RECORDS PROVIDED>
+++

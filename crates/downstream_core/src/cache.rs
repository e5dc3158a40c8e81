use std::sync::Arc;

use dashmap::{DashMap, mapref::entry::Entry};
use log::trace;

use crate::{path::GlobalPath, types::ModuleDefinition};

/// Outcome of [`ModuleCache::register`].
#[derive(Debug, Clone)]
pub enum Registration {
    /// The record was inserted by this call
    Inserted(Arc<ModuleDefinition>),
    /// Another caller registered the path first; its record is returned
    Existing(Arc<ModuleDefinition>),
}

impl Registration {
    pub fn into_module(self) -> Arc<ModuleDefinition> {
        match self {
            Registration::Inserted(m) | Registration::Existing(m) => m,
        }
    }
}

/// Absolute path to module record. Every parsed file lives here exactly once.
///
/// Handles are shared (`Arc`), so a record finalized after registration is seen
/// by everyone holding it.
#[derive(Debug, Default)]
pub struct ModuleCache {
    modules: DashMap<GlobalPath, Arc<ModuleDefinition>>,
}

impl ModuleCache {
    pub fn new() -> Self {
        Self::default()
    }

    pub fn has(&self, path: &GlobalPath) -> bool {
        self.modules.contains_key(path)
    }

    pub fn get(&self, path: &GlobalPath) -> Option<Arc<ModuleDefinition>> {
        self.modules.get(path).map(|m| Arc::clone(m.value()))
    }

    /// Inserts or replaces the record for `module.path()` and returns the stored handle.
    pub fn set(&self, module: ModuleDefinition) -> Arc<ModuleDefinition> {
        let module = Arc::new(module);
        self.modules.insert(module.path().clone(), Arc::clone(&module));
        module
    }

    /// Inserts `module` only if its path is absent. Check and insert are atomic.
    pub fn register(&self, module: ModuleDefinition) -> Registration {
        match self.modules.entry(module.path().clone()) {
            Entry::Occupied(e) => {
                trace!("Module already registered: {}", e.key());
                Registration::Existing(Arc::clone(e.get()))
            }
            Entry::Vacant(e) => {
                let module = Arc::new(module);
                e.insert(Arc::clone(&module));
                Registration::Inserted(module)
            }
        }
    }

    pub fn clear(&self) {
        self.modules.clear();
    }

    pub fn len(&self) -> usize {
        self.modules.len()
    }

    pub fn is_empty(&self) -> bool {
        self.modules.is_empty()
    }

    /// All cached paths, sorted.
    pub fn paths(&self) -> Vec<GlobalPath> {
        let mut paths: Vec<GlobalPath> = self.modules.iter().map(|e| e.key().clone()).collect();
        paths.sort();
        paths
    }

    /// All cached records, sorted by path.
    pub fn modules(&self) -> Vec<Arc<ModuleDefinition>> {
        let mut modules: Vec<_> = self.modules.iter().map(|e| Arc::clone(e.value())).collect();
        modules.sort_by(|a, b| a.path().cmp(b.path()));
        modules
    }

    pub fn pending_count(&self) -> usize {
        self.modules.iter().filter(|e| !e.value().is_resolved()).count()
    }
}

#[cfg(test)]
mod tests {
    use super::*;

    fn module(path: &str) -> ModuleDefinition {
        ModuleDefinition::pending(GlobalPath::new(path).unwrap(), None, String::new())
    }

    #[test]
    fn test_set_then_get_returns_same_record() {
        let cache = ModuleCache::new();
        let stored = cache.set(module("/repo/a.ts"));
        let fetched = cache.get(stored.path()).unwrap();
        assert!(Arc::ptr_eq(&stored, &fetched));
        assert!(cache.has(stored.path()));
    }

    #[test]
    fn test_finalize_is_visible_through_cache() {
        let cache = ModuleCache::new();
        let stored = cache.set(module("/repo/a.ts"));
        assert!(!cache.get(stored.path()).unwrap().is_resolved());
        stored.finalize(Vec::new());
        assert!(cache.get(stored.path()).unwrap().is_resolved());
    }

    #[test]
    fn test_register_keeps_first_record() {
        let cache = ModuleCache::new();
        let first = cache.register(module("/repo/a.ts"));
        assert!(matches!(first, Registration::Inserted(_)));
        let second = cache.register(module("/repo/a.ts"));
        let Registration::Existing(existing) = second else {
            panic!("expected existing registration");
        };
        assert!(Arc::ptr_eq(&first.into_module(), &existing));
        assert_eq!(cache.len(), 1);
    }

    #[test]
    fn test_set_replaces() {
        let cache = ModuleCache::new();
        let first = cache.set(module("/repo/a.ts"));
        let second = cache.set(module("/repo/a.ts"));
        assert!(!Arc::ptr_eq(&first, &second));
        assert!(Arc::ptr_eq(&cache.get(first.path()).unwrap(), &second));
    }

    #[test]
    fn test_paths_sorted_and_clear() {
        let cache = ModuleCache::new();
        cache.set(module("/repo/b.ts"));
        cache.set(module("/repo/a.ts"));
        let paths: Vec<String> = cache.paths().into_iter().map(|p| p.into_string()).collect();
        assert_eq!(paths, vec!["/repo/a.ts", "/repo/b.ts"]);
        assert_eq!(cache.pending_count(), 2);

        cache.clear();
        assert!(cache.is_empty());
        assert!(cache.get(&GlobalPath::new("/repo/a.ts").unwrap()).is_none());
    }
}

+++

PROBLEM TO SOLVE> If a line in the listing contains the string "DashMap", count it; then give only the number of such lines.

SOLUTION BELOW> 2